А с другой стороны, возьмите Диккенса или Стивенсона, о котором в его время говорили, что он плохо пишет, точь-в-точь как о Бальзаке. Сейчас их читают во всем мире и наконец поняли, что у них совершенный стиль, так как он выражает то, что хочет выразить автор. В английских университетах нарастает восхищение Стивенсоном, он превращается в великого, хотя прежде считался писателем для простонародья, сочинителем развлекательных историй, человеком, пишущим неправильно.
А. П.
— Иначе говоря, вы считаете, что писатель должен забыть себя ради своего героя и отвергнуть заботы о синтаксисе, словаре, стиле, поисках редкого слова.Ж. С.
— Переведите это на живопись. Представьте себе живопись ради живописи, ради приема. А такое было и есть. Но быстро проходит. Достаточно десяти лет, и все это устаревает.Великих художников, тех, которые остались, и нынешних, которые останутся, не слишком заботил прием как таковой.
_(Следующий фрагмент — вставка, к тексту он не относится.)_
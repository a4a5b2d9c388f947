use std::cmp::Ordering;

use crate::{
    error::SemanticError,
    interpreter::value::operator::{ArithmeticOperator, RelationalOperator},
    util::num::{cmp_i64_f64, f64_trunc_to_i64_checked},
};

/// Result type used while computing values.
pub type EvalResult<T> = Result<T, SemanticError>;

/// A value computed by an expression and stored in a variable.
///
/// Literals are always whole numbers; a real only appears as the result of a
/// division or of arithmetic involving another real.
#[derive(Debug, Clone, Copy, PartialEq)]
pub enum Value {
    /// A whole number (64 bit integer).
    Integer(i64),
    /// A real number (double precision floating-point).
    Real(f64),
}

impl From<i64> for Value {
    fn from(v: i64) -> Self {
        Self::Integer(v)
    }
}

impl From<f64> for Value {
    fn from(v: f64) -> Self {
        Self::Real(v)
    }
}

impl std::fmt::Display for Value {
    fn fmt(&self, f: &mut std::fmt::Formatter<'_>) -> std::fmt::Result {
        match self {
            Self::Integer(n) => write!(f, "{n}"),
            // `{:?}` keeps the fractional part of whole reals: `4.0`, not `4`.
            Self::Real(r) => write!(f, "{r:?}"),
        }
    }
}

impl Value {
    /// Converts the value to an `f64`.
    ///
    /// Whole numbers above `2^53` in magnitude round to the nearest
    /// representable real.
    ///
    /// # Example
    /// ```
    /// use nahw::interpreter::value::core::Value;
    ///
    /// assert_eq!(Value::Integer(10).as_real(), 10.0);
    /// assert_eq!(Value::Real(2.5).as_real(), 2.5);
    /// assert_eq!(Value::Integer(9_007_199_254_740_993).as_real(), 9_007_199_254_740_992.0);
    /// ```
    #[allow(clippy::cast_precision_loss)]
    #[must_use]
    pub const fn as_real(self) -> f64 {
        match self {
            Self::Integer(n) => n as f64,
            Self::Real(r) => r,
        }
    }

    /// Truncates the value toward zero to a whole number.
    ///
    /// Whole numbers are returned unchanged.
    ///
    /// # Errors
    /// Returns `SemanticError::ArithmeticOverflow` for reals that are not
    /// finite or fall outside the `i64` range.
    pub fn truncate(self, line: usize) -> EvalResult<Self> {
        match self {
            Self::Integer(_) => Ok(self),
            Self::Real(r) => Ok(Self::Integer(f64_trunc_to_i64_checked(r, line)?)),
        }
    }

    /// Applies an arithmetic operator to two values.
    ///
    /// Two whole operands stay whole for `+`, `-` and `*`; a real operand
    /// promotes the operation to reals. Division always produces a real.
    /// Promotion rounds like [`Value::as_real`] and never fails.
    ///
    /// # Errors
    /// - `SemanticError::ArithmeticOverflow` if whole-number arithmetic leaves
    ///   the `i64` range.
    /// - `SemanticError::DivisionByZero` if the divisor is zero.
    ///
    /// # Example
    /// ```
    /// use nahw::interpreter::value::{core::Value, operator::ArithmeticOperator};
    ///
    /// let ten = Value::Integer(10);
    /// let four = Value::Integer(4);
    ///
    /// assert_eq!(ten.apply(ArithmeticOperator::Div, four, 1).unwrap(), Value::Real(2.5));
    /// assert_eq!(ten.apply(ArithmeticOperator::Mul, four, 1).unwrap(), Value::Integer(40));
    /// ```
    pub fn apply(self, op: ArithmeticOperator, right: Self, line: usize) -> EvalResult<Self> {
        use ArithmeticOperator::{Add, Div, Mul, Sub};

        let overflow = SemanticError::ArithmeticOverflow { line };

        match (op, self, right) {
            (Div, left, right) => {
                let divisor = right.as_real();
                if divisor == 0.0 {
                    return Err(SemanticError::DivisionByZero { line });
                }
                Ok(Self::Real(left.as_real() / divisor))
            },
            (Add, Self::Integer(a), Self::Integer(b)) => a.checked_add(b).map(Self::Integer).ok_or(overflow),
            (Sub, Self::Integer(a), Self::Integer(b)) => a.checked_sub(b).map(Self::Integer).ok_or(overflow),
            (Mul, Self::Integer(a), Self::Integer(b)) => a.checked_mul(b).map(Self::Integer).ok_or(overflow),
            (op, left, right) => {
                let (a, b) = (left.as_real(), right.as_real());
                Ok(Self::Real(match op {
                                  Add => a + b,
                                  Sub => a - b,
                                  _ => a * b,
                              }))
            },
        }
    }

    /// Compares two values with a relational operator.
    ///
    /// Mixed whole/real comparisons are exact: the whole operand is never
    /// rounded to a real first.
    #[must_use]
    pub fn compare(self, op: RelationalOperator, right: Self) -> bool {
        let ordering = match (self, right) {
            (Self::Integer(a), Self::Integer(b)) => Some(a.cmp(&b)),
            (Self::Integer(a), Self::Real(b)) => cmp_i64_f64(a, b),
            (Self::Real(a), Self::Integer(b)) => cmp_i64_f64(b, a).map(Ordering::reverse),
            (Self::Real(a), Self::Real(b)) => a.partial_cmp(&b),
        };

        match op {
            RelationalOperator::Equal => ordering == Some(Ordering::Equal),
            RelationalOperator::NotEqual => ordering != Some(Ordering::Equal),
            RelationalOperator::Greater => ordering == Some(Ordering::Greater),
            RelationalOperator::GreaterEqual => {
                matches!(ordering, Some(Ordering::Greater | Ordering::Equal))
            },
            RelationalOperator::Less => ordering == Some(Ordering::Less),
            RelationalOperator::LessEqual => {
                matches!(ordering, Some(Ordering::Less | Ordering::Equal))
            },
        }
    }
}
Прием должен быть подчинен сюжету, намерению художника.
А. П.
— Я думаю, что ваш биограф Нарсежак[105] удачно понял эту проблему. У него есть одна фраза, в любом случае весьма примечательная. Вот что он пишет: «Сименон ограничивается тем, что помещает нас в своего рода магнитное поле, подобное, вне всякого сомнения, тому, которое воспринимает почтовый голубь. Мы ловим материальные волны, и они нацеливают нас, дают точное направление, ведут к героям, затерянным среди необыкновенного света, подобного черному свечению. У Сименона нет культа разума, у него культ то ли инстинкта, то ли души. Проникнуть в него мы можем только ведомые сочувствием».Ж. С.
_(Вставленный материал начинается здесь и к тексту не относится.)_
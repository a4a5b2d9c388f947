use thiserror::Error;

#[derive(Debug, Error, Clone, PartialEq, Eq)]
/// Represents all errors raised while statements are executed.
pub enum SemanticError {
    /// The name already exists in the innermost scope.
    #[error("Error on line {line}: Variable '{name}' already declared in this scope.")]
    DuplicateDeclaration {
        /// The name of the variable.
        name: String,
        /// The source line where the error occurred.
        line: usize,
    },
    /// Assignment to a name no active scope declares.
    #[error("Error on line {line}: Assignment to undeclared variable '{name}'.")]
    UndeclaredVariableAssignment {
        /// The name of the variable.
        name: String,
        /// The source line where the error occurred.
        line: usize,
    },
    /// An expression reads a name no active scope declares.
    #[error("Error on line {line}: Variable '{name}' used before declaration.")]
    UseBeforeDeclaration {
        /// The name of the variable.
        name: String,
        /// The source line where the error occurred.
        line: usize,
    },
    /// An expression reads a declared name that holds no value yet.
    #[error("Error on line {line}: Variable '{name}' used before initialization.")]
    UseBeforeInitialization {
        /// The name of the variable.
        name: String,
        /// The source line where the error occurred.
        line: usize,
    },
    /// Whole-number arithmetic left the `i64` range.
    #[error("Error on line {line}: Integer overflow while trying to compute result.")]
    ArithmeticOverflow {
        /// The source line where the error occurred.
        line: usize,
    },
    /// Attempted division by zero.
    #[error("Error on line {line}: Division by zero.")]
    DivisionByZero {
        /// The source line where the error occurred.
        line: usize,
    },
    /// A block tried to close the global scope. Indicates unpaired scope
    /// handling, not a problem with the input.
    #[error("Error on line {line}: Block closed without a matching open scope.")]
    UnbalancedScope {
        /// The source line where the error occurred.
        line: usize,
    },
}

impl SemanticError {
    /// The source line the error was detected on.
    #[must_use]
    pub const fn line(&self) -> usize {
        match self {
            Self::DuplicateDeclaration { line, .. }
            | Self::UndeclaredVariableAssignment { line, .. }
            | Self::UseBeforeDeclaration { line, .. }
            | Self::UseBeforeInitialization { line, .. }
            | Self::ArithmeticOverflow { line }
            | Self::DivisionByZero { line }
            | Self::UnbalancedScope { line } => *line,
        }
    }
}
use log::debug;

use crate::{
    error::{ParseError, SemanticError},
    interpreter::{
        lexer::Token,
        parser::core::{ParseResult, Parser},
    },
};

impl Parser<'_> {
    /// Parses and executes a single statement.
    ///
    /// A statement may be one of:
    /// - a variable declaration (`var x = ...;`),
    /// - an assignment (`x = ...;`),
    /// - an `if` block,
    /// - a `while` block.
    ///
    /// The alternative is chosen from the first token alone.
    ///
    /// # Errors
    /// `ParseError::UnexpectedToken` if the next token starts none of them.
    pub(in crate::interpreter::parser) fn parse_statement(&mut self) -> ParseResult<()> {
        match self.peek()? {
            Token::Var => self.parse_declaration(),
            Token::Identifier(_) => self.parse_assignment(),
            Token::If => self.parse_if(),
            Token::While => self.parse_while(),
            token => Err(ParseError::UnexpectedToken { token: token.to_string(),
                                                       line:  self.line, }.into()),
        }
    }

    /// Parses a variable declaration and initializes the new variable.
    ///
    /// Grammar: `declaration := "var" IDENT "=" expression ";"`
    ///
    /// The name is declared in the innermost scope once `=` has been matched
    /// and before the initializer is evaluated, so an initializer that reads
    /// the name it declares fails with `UseBeforeInitialization`. The value is
    /// only stored after the closing `;`.
    ///
    /// # Errors
    /// - `SemanticError::DuplicateDeclaration` if the innermost scope already
    ///   declares the name.
    /// - Any error raised by the initializer or by a missing token.
    fn parse_declaration(&mut self) -> ParseResult<()> {
        self.expect(&Token::Var)?;
        let name = self.expect_identifier()?;
        let line = self.line;
        self.expect(&Token::Equals)?;

        self.scopes.declare(name).map_err(|e| e.at_line(line))?;
        let value = self.parse_expression()?;
        self.expect(&Token::Semicolon)?;

        self.scopes.assign(name, value).map_err(|e| e.at_line(line))?;
        debug!("line {line}: declared {name} = {value}");
        Ok(())
    }

    /// Parses an assignment to an existing variable.
    ///
    /// Grammar: `assignment := IDENT "=" expression ";"`
    ///
    /// The nearest binding of the name is updated once the closing `;` has
    /// been matched; no binding is ever created.
    ///
    /// # Errors
    /// - `SemanticError::UndeclaredVariableAssignment` if no active scope
    ///   declares the name.
    /// - Any error raised by the expression or by a missing token.
    fn parse_assignment(&mut self) -> ParseResult<()> {
        let name = self.expect_identifier()?;
        let line = self.line;

        if self.scopes.lookup(name).is_none() {
            return Err(SemanticError::UndeclaredVariableAssignment { name: name.to_string(),
                                                                     line }.into());
        }
        self.expect(&Token::Equals)?;

        let value = self.parse_expression()?;
        self.expect(&Token::Semicolon)?;

        self.scopes.assign(name, value).map_err(|e| e.at_line(line))?;
        debug!("line {line}: assigned {name} = {value}");
        Ok(())
    }
}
— Я сказал бы это гораздо проще. Я стараюсь сделать читателя соучастником, то есть передать ему некую дрожь, которую я испытываю, когда пишу, передать самыми простыми словами и самыми обычными средствами. Потому что, используй я менее простые слова и более утонченные средства, возник бы очень большой разрыв между тем, что я пишу, и восприятием каждого отдельного читателя.А. П.
— А на что вы направляете усилия, чтобы писать так, как пишете?Ж. С.
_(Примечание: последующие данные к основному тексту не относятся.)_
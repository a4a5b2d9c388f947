use thiserror::Error;

#[derive(Debug, Error, Clone, PartialEq, Eq)]
/// Represents all errors that can occur during lexing or parsing.
pub enum ParseError {
    /// A character that starts no token.
    #[error("Error on line {line}, column {column}: Unexpected character '{character}'.")]
    UnexpectedCharacter {
        /// The offending character.
        character: char,
        /// The source line where the error occurred.
        line:      usize,
        /// One-based column of the character within its line.
        column:    usize,
    },
    /// An integer literal too large to be represented.
    #[error("Error on line {line}: Integer literal {literal} is too large.")]
    LiteralTooLarge {
        /// The literal as written.
        literal: String,
        /// The source line where the error occurred.
        line:    usize,
    },
    /// Found a token that starts no statement or factor.
    #[error("Error on line {line}: Unexpected token: {token}.")]
    UnexpectedToken {
        /// The token encountered.
        token: String,
        /// The source line where the error occurred.
        line:  usize,
    },
    /// A specific token was required but another was found.
    #[error("Error on line {line}: Expected {expected}, got {found}.")]
    ExpectedTokenMismatch {
        /// The token the grammar required.
        expected: String,
        /// The token actually found.
        found:    String,
        /// The source line where the error occurred.
        line:     usize,
    },
    /// A condition lacks one of `==`, `!=`, `>`, `>=`, `<`, `<=`.
    #[error("Error on line {line}: Expected a relational operator, got {found}.")]
    MissingRelationalOperator {
        /// The token found in place of the operator.
        found: String,
        /// The source line where the error occurred.
        line:  usize,
    },
    /// The token stream ran out before the end-of-input token was consumed.
    #[error("Error on line {line}: Unexpected end of input.")]
    UnexpectedEndOfInput {
        /// The last line seen.
        line: usize,
    },
}

impl ParseError {
    /// The source line the error was detected on.
    #[must_use]
    pub const fn line(&self) -> usize {
        match self {
            Self::UnexpectedCharacter { line, .. }
            | Self::LiteralTooLarge { line, .. }
            | Self::UnexpectedToken { line, .. }
            | Self::ExpectedTokenMismatch { line, .. }
            | Self::MissingRelationalOperator { line, .. }
            | Self::UnexpectedEndOfInput { line } => *line,
        }
    }
}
— Я стремлюсь к как можно большей простоте и, пусть это странно звучит, к сужению словаря.Обычно писатель стремится обогатить свой словарь. Уже в лицее советуют всегда искать точное слово. Это куда как прекрасно, но если девяносто процентов ваших читателей не поймет этого точного слова, грош ему цена. Не забывайте, мы ведь пишем для того, чтобы нас читали. Тут речь идет о своего рода послании, хоть я и не люблю этого слова, или, если угодно, о разговоре, который мы должны вести.
Когда вы говорите с человеком, вы используете язык, понятный ему. А я пытаюсь писать языком, понятным большинству людей, пытаюсь использовать слова, которые имеют одинаковый смысл в городе и в деревне, на севере и на востоке, в центре и на юге.
И в этом мое стремление к стилю и к созданию определенного ритма, который объяснить гораздо труднее.
Я говорил, что делаю читателя соучастником. Так вот, достигается это как бы с помощью некоего заклинания, поэтического ритма, который надо сообщить фразе, но так, чтобы это не смахивало на белые стихи или на стиль так называемой поэтической прозы.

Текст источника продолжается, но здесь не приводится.